Above is an outline view and circuit diagram of a revised version of Eric’s fiber optic seismometer, made with a fishing weight, a laser pointer or laser diode, and a photodiode or miniature solar cell connected to an amplifier. Insert the fiber into the open end of the laser pointer, and secure it with a hot glue gun. Insert the opposite end of the fiber through the central hole in a bullet-style fishing weight and glue it in place, as shown below.
The detector circuit is built on a solderless board like the one shown below. The laser light emerging from the weighted end of the fiber is detected by the photodiode. The photocurrent from the photodiode is amplified by a TLC271 operational amplifier, the gain of which is determined by the resistance of R1. The higher the resistance, the more sensitive the circuit is to light. A red LED glows to indicate when the photodiode is receiving light.

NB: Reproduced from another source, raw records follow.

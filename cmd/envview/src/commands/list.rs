use clap::Parser;
use envview_page::Rendered;

use crate::{commands::global, config};

#[derive(Parser, Debug, Clone)]
#[group(skip)]
pub struct Cmd {
    #[command(flatten)]
    pub display: config::Args,
}

#[derive(thiserror::Error, Debug)]
pub enum Error {
    #[error(transparent)]
    Config(#[from] config::Error),
}

impl Cmd {
    pub fn run(&self, _global_args: &global::Args) -> Result<(), Error> {
        let rendered = self.display.display()?.render();
        print!("{}", lines(&rendered));
        Ok(())
    }
}

/// One `KEY: value` line per entry, or the fallback message.
pub fn lines(rendered: &Rendered) -> String {
    match rendered.fallback() {
        Some(message) => format!("{message}\n"),
        None => rendered
            .lines()
            .into_iter()
            .map(|line| line + "\n")
            .collect(),
    }
}
use std::str::FromStr;

use clap::{CommandFactory, FromArgMatches, Parser};

pub mod completion;
pub mod global;
pub mod list;
pub mod render;
pub mod serve;
pub mod version;

pub const HEADING_GLOBAL: &str = "Options (Global)";
pub const HEADING_DISPLAY: &str = "Options (Display)";

pub const ABOUT: &str = "Show the REACT_APP_* variables of the environment as a web page.";

pub const LONG_ABOUT: &str = "

Variables are read from the process environment and, when present, from a \
`.env` file in the working directory. Only names starting with the prefix \
(REACT_APP_ by default) are shown, in the order they were found.

    envview list
    envview render --out index.html
    envview serve --port 3000

Defaults can be kept in an `envview.toml` next to the `.env` file.";

#[derive(Parser, Debug)]
#[command(
    name = "envview",
    about = ABOUT,
    version = version::long(),
    long_about = ABOUT.to_string() + LONG_ABOUT,
    disable_help_subcommand = true,
)]
pub struct Root {
    #[clap(flatten)]
    pub global_args: global::Args,

    #[command(subcommand)]
    pub cmd: Cmd,
}

impl Root {
    pub fn new() -> Result<Self, Error> {
        Self::try_parse().map_err(Error::Clap)
    }

    pub fn from_arg_matches<I, T>(itr: I) -> Result<Self, clap::Error>
    where
        I: IntoIterator<Item = T>,
        T: Into<std::ffi::OsString> + Clone,
    {
        Self::from_arg_matches_mut(&mut Self::command().no_binary_name(true).get_matches_from(itr))
    }

    pub async fn run(&self) -> Result<(), Error> {
        match &self.cmd {
            Cmd::List(list) => list.run(&self.global_args)?,
            Cmd::Render(render) => render.run(&self.global_args)?,
            Cmd::Serve(serve) => serve.run(&self.global_args).await?,
            Cmd::Version(version) => version.run(),
            Cmd::Completion(completion) => completion.run(),
        };
        Ok(())
    }
}

impl FromStr for Root {
    type Err = clap::Error;

    fn from_str(s: &str) -> Result<Self, Self::Err> {
        Self::from_arg_matches(s.split_whitespace())
    }
}

#[derive(Parser, Debug)]
pub enum Cmd {
    /// Print the matching variables as `KEY: value` lines
    List(list::Cmd),
    /// Write the page as HTML, text or JSON
    Render(render::Cmd),
    /// Run a local webserver that shows the page
    Serve(serve::Cmd),
    /// Print version information
    Version(version::Cmd),
    /// Print shell completion code for the specified shell.
    #[command(long_about = completion::LONG_ABOUT)]
    Completion(completion::Cmd),
}

#[derive(thiserror::Error, Debug)]
pub enum Error {
    #[error(transparent)]
    Clap(#[from] clap::Error),
    #[error(transparent)]
    List(#[from] list::Error),
    #[error(transparent)]
    Render(#[from] render::Error),
    #[error(transparent)]
    Serve(#[from] serve::Error),
}
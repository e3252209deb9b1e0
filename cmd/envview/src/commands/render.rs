use std::{fs, io, path::PathBuf};

use clap::{Parser, ValueEnum};
use envview_page::{document, HtmlDocument, Shell};

use crate::{commands::global, config, print::Print};

#[derive(Parser, Debug, Clone)]
#[group(skip)]
pub struct Cmd {
    /// Output format
    #[arg(long, value_enum, default_value_t)]
    pub format: Format,

    /// Write to this file instead of stdout
    #[arg(long, short = 'o')]
    pub out: Option<PathBuf>,

    #[command(flatten)]
    pub display: config::Args,
}

#[derive(Debug, Clone, Copy, Default, PartialEq, Eq, ValueEnum)]
pub enum Format {
    /// Standalone HTML page with the style sheet inlined
    #[default]
    Html,
    /// Heading followed by `KEY: value` lines
    Text,
    /// `{"heading", "entries", "fallback"}` object
    Json,
}

#[derive(thiserror::Error, Debug)]
pub enum Error {
    #[error(transparent)]
    Config(#[from] config::Error),
    #[error(transparent)]
    Document(#[from] document::Error),
    #[error(transparent)]
    Json(#[from] serde_json::Error),
    #[error("writing {path}: {error}")]
    CannotWriteOutput { path: PathBuf, error: io::Error },
}

impl Cmd {
    pub fn run(&self, global_args: &global::Args) -> Result<(), Error> {
        let print = Print::new(global_args.quiet);
        let output = self.render()?;
        match &self.out {
            Some(path) => {
                fs::write(path, &output).map_err(|error| Error::CannotWriteOutput {
                    path: path.clone(),
                    error,
                })?;
                print.saveln(format!("Wrote {}", path.display()));
            }
            None => print!("{output}"),
        }
        Ok(())
    }

    pub fn render(&self) -> Result<String, Error> {
        let mut shell = Shell::new(self.display.display()?);
        let rendered = shell.mount();
        tracing::debug!(format = ?self.format, entries = rendered.entries().len(), "rendering page");
        Ok(match self.format {
            Format::Html => {
                let mut html = HtmlDocument::new()?.render(&rendered, shell.container())?;
                html.push('\n');
                html
            }
            Format::Text => rendered.to_text(),
            Format::Json => serde_json::to_string_pretty(&rendered)? + "\n",
        })
    }
}
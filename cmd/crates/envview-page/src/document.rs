use handlebars::Handlebars;
use serde::Serialize;

use crate::{Container, EnvEntry, Rendered};

/// Base appearance of the page. The container starts transparent and
/// offset; the inline style set by the enter transition is the end state.
pub const STYLESHEET: &str = include_str!("../templates/container.css");

const INDEX_TEMPLATE: &str = "index";

#[derive(thiserror::Error, Debug)]
pub enum Error {
    #[error("template error: {0}")]
    Template(#[from] Box<handlebars::TemplateError>),
    #[error("template render error: {0}")]
    Render(#[from] handlebars::RenderError),
}

#[derive(Serialize)]
struct TemplateData<'a> {
    heading: &'a str,
    has_list: bool,
    entries: &'a [EnvEntry],
    fallback: Option<&'a str>,
    container_class: &'a str,
    container_style: String,
    stylesheet: &'static str,
    stylesheet_href: Option<&'a str>,
}

/// Renders a [`Rendered`] page into a complete HTML document.
///
/// Keys and values go through the template engine's HTML escaping.
pub struct HtmlDocument {
    handlebars: Handlebars<'static>,
    stylesheet_href: Option<String>,
}

impl HtmlDocument {
    pub fn new() -> Result<Self, Error> {
        let mut handlebars = Handlebars::new();
        handlebars
            .register_template_string(INDEX_TEMPLATE, include_str!("../templates/index.html.hbs"))
            .map_err(Box::new)?;
        Ok(Self {
            handlebars,
            stylesheet_href: None,
        })
    }

    /// Link the style sheet from `href` instead of inlining it.
    #[must_use]
    pub fn with_stylesheet_href(mut self, href: impl Into<String>) -> Self {
        self.stylesheet_href = Some(href.into());
        self
    }

    /// A missing container is drawn with the base style.
    pub fn render(&self, page: &Rendered, container: Option<&Container>) -> Result<String, Error> {
        let base = Container::new();
        let container = container.unwrap_or(&base);
        let data = TemplateData {
            heading: page.heading(),
            has_list: page.has_list(),
            entries: page.entries(),
            fallback: page.fallback(),
            container_class: &container.class,
            container_style: container.style.to_css(),
            stylesheet: STYLESHEET,
            stylesheet_href: self.stylesheet_href.as_deref(),
        };
        Ok(self.handlebars.render(INDEX_TEMPLATE, &data)?)
    }
}
use clap::{CommandFactory, Parser};
use clap_complete::{generate, Shell};
use std::io;

use crate::commands::Root;

pub const LONG_ABOUT: &str = "\
Print shell completion code for envview

Completes the `list`, `render`, `serve`, `version` and `completion` subcommands \
and their flags, including `--prefix`, `--title`, `--env-file`, `--no-dotenv`, \
`--config` and the `render --format` values.

Load it into the current bash session with: `source <(envview completion --shell bash)`
";

#[derive(Parser, Debug, Clone)]
#[group(skip)]
pub struct Cmd {
    /// The shell type
    #[arg(long, value_enum)]
    shell: Shell,
}

impl Cmd {
    pub fn run(&self) {
        let cmd = &mut Root::command();
        generate(self.shell, cmd, "envview", &mut io::stdout());
    }
}
fn main() {
    crate_git_revision::init();
}
fn main() {
    envview::main();
}
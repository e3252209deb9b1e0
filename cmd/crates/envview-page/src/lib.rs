#![allow(
    clippy::missing_errors_doc,
    clippy::must_use_candidate,
    clippy::missing_panics_doc
)]
//! A single page listing the environment variables that carry a fixed
//! prefix, with a one-time fade-in on the root container.
//!
//! The display never reads the process environment itself: hosts build a
//! [`ConfigMap`] and hand it to [`EnvironmentDisplay::new`].

pub mod config_map;
pub mod display;
pub mod document;
pub mod entry;
pub mod shell;
pub mod transition;

pub use config_map::ConfigMap;
pub use display::{visible_entries, Body, EnvironmentDisplay, Rendered};
pub use document::HtmlDocument;
pub use entry::EnvEntry;
pub use shell::Shell;
pub use transition::{enter, Container, Style, Transition};

/// Keys without this prefix are never displayed.
pub const DEFAULT_PREFIX: &str = "REACT_APP_";

/// Heading shown above the list.
pub const DEFAULT_TITLE: &str = ".env Variables";
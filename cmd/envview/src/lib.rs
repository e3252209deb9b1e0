#![allow(
    clippy::missing_errors_doc,
    clippy::must_use_candidate,
    clippy::missing_panics_doc
)]

mod cli;
pub use cli::main;

pub mod commands;
pub mod config;
pub mod print;

pub use commands::Root;

pub fn parse_cmd<T>(s: &str) -> Result<T, clap::Error>
where
    T: clap::CommandFactory + clap::FromArgMatches,
{
    T::from_arg_matches_mut(
        &mut T::command()
            .no_binary_name(true)
            .try_get_matches_from(s.split_whitespace())?,
    )
}
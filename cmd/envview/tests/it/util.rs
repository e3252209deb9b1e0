use assert_cmd::Command;
use assert_fs::{prelude::*, TempDir};

/// A scratch working directory and an `envview` command that runs in it
/// with an otherwise empty environment.
pub struct TestEnv {
    pub dir: TempDir,
}

impl TestEnv {
    pub fn new() -> Self {
        Self {
            dir: TempDir::new().unwrap(),
        }
    }

    pub fn new_cmd(&self, name: &str) -> Command {
        let mut this = Command::cargo_bin("envview").expect("failed to find local envview binary");
        this.env_clear().current_dir(self.dir.path()).arg(name);
        this
    }

    pub fn write(&self, name: &str, contents: &str) -> &Self {
        self.dir.child(name).write_str(contents).unwrap();
        self
    }
}
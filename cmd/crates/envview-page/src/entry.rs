use std::fmt::{self, Display};

use serde::Serialize;

/// One variable selected for display.
#[derive(Debug, Clone, PartialEq, Eq, Serialize)]
pub struct EnvEntry {
    pub key: String,
    pub value: String,
}

impl EnvEntry {
    pub fn new(key: impl Into<String>, value: impl Into<String>) -> Self {
        Self {
            key: key.into(),
            value: value.into(),
        }
    }
}

impl Display for EnvEntry {
    fn fmt(&self, f: &mut fmt::Formatter<'_>) -> fmt::Result {
        write!(f, "{}: {}", self.key, self.value)
    }
}
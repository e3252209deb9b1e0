use serde::Serialize;

use crate::{ConfigMap, EnvEntry, DEFAULT_PREFIX, DEFAULT_TITLE};

/// Entries of `map` whose key starts with `prefix`, in the map's order.
pub fn visible_entries(map: &ConfigMap, prefix: &str) -> Vec<EnvEntry> {
    map.iter()
        .filter(|(key, _)| key.starts_with(prefix))
        .map(|(key, value)| EnvEntry::new(key, value))
        .collect()
}

/// Lists the prefixed variables of an injected [`ConfigMap`].
#[derive(Debug, Clone)]
pub struct EnvironmentDisplay {
    config: ConfigMap,
    prefix: String,
    title: String,
}

impl EnvironmentDisplay {
    pub fn new(config: ConfigMap) -> Self {
        Self {
            config,
            prefix: DEFAULT_PREFIX.to_string(),
            title: DEFAULT_TITLE.to_string(),
        }
    }

    #[must_use]
    pub fn with_prefix(mut self, prefix: impl Into<String>) -> Self {
        self.prefix = prefix.into();
        self
    }

    #[must_use]
    pub fn with_title(mut self, title: impl Into<String>) -> Self {
        self.title = title.into();
        self
    }

    pub fn prefix(&self) -> &str {
        &self.prefix
    }

    pub fn title(&self) -> &str {
        &self.title
    }

    pub fn config(&self) -> &ConfigMap {
        &self.config
    }

    /// Message shown when no key carries the prefix.
    pub fn fallback_message(&self) -> String {
        format!("No {}* variables found.", self.prefix)
    }

    /// Recomputed on every call; nothing is cached between renders.
    pub fn compute_visible_entries(&self) -> Vec<EnvEntry> {
        visible_entries(&self.config, &self.prefix)
    }

    pub fn render(&self) -> Rendered {
        let entries = self.compute_visible_entries();
        tracing::debug!(
            prefix = %self.prefix,
            visible = entries.len(),
            total = self.config.len(),
            "rendering environment display"
        );
        let body = if entries.is_empty() {
            Body::Fallback(self.fallback_message())
        } else {
            Body::List(entries)
        };
        Rendered {
            heading: self.title.clone(),
            body,
        }
    }
}

/// Output of a single render: a heading plus either a list or a fallback.
#[derive(Debug, Clone, PartialEq, Eq)]
pub struct Rendered {
    heading: String,
    body: Body,
}

#[derive(Debug, Clone, PartialEq, Eq)]
pub enum Body {
    List(Vec<EnvEntry>),
    Fallback(String),
}

impl Rendered {
    pub fn heading(&self) -> &str {
        &self.heading
    }

    pub fn body(&self) -> &Body {
        &self.body
    }

    pub fn has_list(&self) -> bool {
        matches!(self.body, Body::List(_))
    }

    pub fn entries(&self) -> &[EnvEntry] {
        match &self.body {
            Body::List(entries) => entries,
            Body::Fallback(_) => &[],
        }
    }

    pub fn fallback(&self) -> Option<&str> {
        match &self.body {
            Body::List(_) => None,
            Body::Fallback(message) => Some(message),
        }
    }

    /// The `key: value` lines of the list, empty when the fallback is shown.
    pub fn lines(&self) -> Vec<String> {
        self.entries().iter().map(ToString::to_string).collect()
    }

    pub fn to_text(&self) -> String {
        let mut out = format!("{}\n\n", self.heading);
        match &self.body {
            Body::List(entries) => {
                for entry in entries {
                    out.push_str(&format!("{entry}\n"));
                }
            }
            Body::Fallback(message) => {
                out.push_str(message);
                out.push('\n');
            }
        }
        out
    }
}

impl Serialize for Rendered {
    fn serialize<S: serde::Serializer>(&self, serializer: S) -> Result<S::Ok, S::Error> {
        #[derive(Serialize)]
        struct Repr<'a> {
            heading: &'a str,
            entries: &'a [EnvEntry],
            fallback: Option<&'a str>,
        }
        Repr {
            heading: &self.heading,
            entries: self.entries(),
            fallback: self.fallback(),
        }
        .serialize(serializer)
    }
}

For initial tests, place the laser on a table and suspend the weighted end of the fiber over the table’s edge. Place the detector circuit on the floor, and adjust the fiber until it’s suspended just over the photodiode. Now darken the room completely, as external light will confuse the system. When the laser is switched on, the detector circuit’s red LED should glow. Gently pushing or even blowing on the weight will cause the fiber to oscillate back and forth like a pendulum. Each time it sweeps over the photodiode, the LED will glow.
To detect very subtle movements, move the circuit board until the end of the fiber is over just the edge of the detector. Or make a pinhole in a square of black tape and place the tape over the photodiode.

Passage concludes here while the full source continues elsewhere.